Jean-Louis Gassée on the idea that cars will be completely self-driving (“Level 5”):


In prior Monday Notes that discussed electric and autonomous cars, a subject of endless fascination, I evoked scenarios where SD cars can’t cope with circumstances that require human intervention. Today, I’ll offer the pedestrian crossing at the intersection of Hayes and Octavia in San Francisco:

Understandably, the Google Street View picture was taken in the early morning. Now, imagine the 1 pm Sunday scene with crowded sidewalks and sticky car traffic. In today’s world, pedestrians and drivers manage a peaceful if hiccuping coexistence. Through eye contact, nods, hand signals, and, yes, courteous restraint, pedestrians decide to sometimes forfeit their right-of-way and let a few cars come through. On the whole, drivers are equally patient and polite (an unceasing subject of amazement for Parisians walking the streets of San Francisco).

Can we “algorithmicize” eye contact and stuttering restraint? Can an SD car acknowledge a pedestrian’s nod, or negotiate “turning rights” with a conventional vehicle?

No, we can’t.
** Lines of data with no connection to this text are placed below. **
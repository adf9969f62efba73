// This Source Code Form is subject to the terms of the Mozilla Public
// License, v. 2.0. If a copy of the MPL was not distributed with this
// file, You can obtain one at https://mozilla.org/MPL/2.0/.
//
// Copyright (c) 2025 Pegasus Heavy Industries, LLC

//! Error types for the JIT

use thiserror::Error;

/// Result type for JIT operations
pub type Result<T> = std::result::Result<T, JitError>;

/// Errors that can occur while compiling or loading a routine
#[derive(Debug, Error)]
pub enum JitError {
    /// The program did not compile
    #[error("{0}")]
    Compile(#[from] flatjit_core::CompileError),

    /// Mapping or protecting executable memory failed
    #[error("Memory mapping error: {0}")]
    Memory(#[from] nix::Error),

    /// Nothing to load
    #[error("Cannot load an empty routine")]
    EmptyCode,

    /// Generated code only runs on x86-64
    #[error("Unsupported architecture: {0}")]
    UnsupportedArchitecture(&'static str),
}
And we don’t appear to have a path to overcome such “mundane” challenges.
But you don’t have to believe me, or think I’m not “with it”. We can listen to Chris Urmson, Google’s Director of Self-Driving Cars from 2013 to late 2016 (he had joined the team in 2009). In a SXSW talk in early 2016, Urmson gives a sobering yet helpful vision of the project’s future, summarized by Lee Gomes in an IEEE Spectrum article [as always, edits and emphasis mine]:


“Not only might it take much longer to arrive than the company has ever indicated — as long as 30 years, said Urmson — but the early commercial versions might well be limited to certain geographies and weather conditions. Self-driving cars are much easier to engineer for sunny weather and wide-open roads, and Urmson suggested the cars might be sold for those markets first.”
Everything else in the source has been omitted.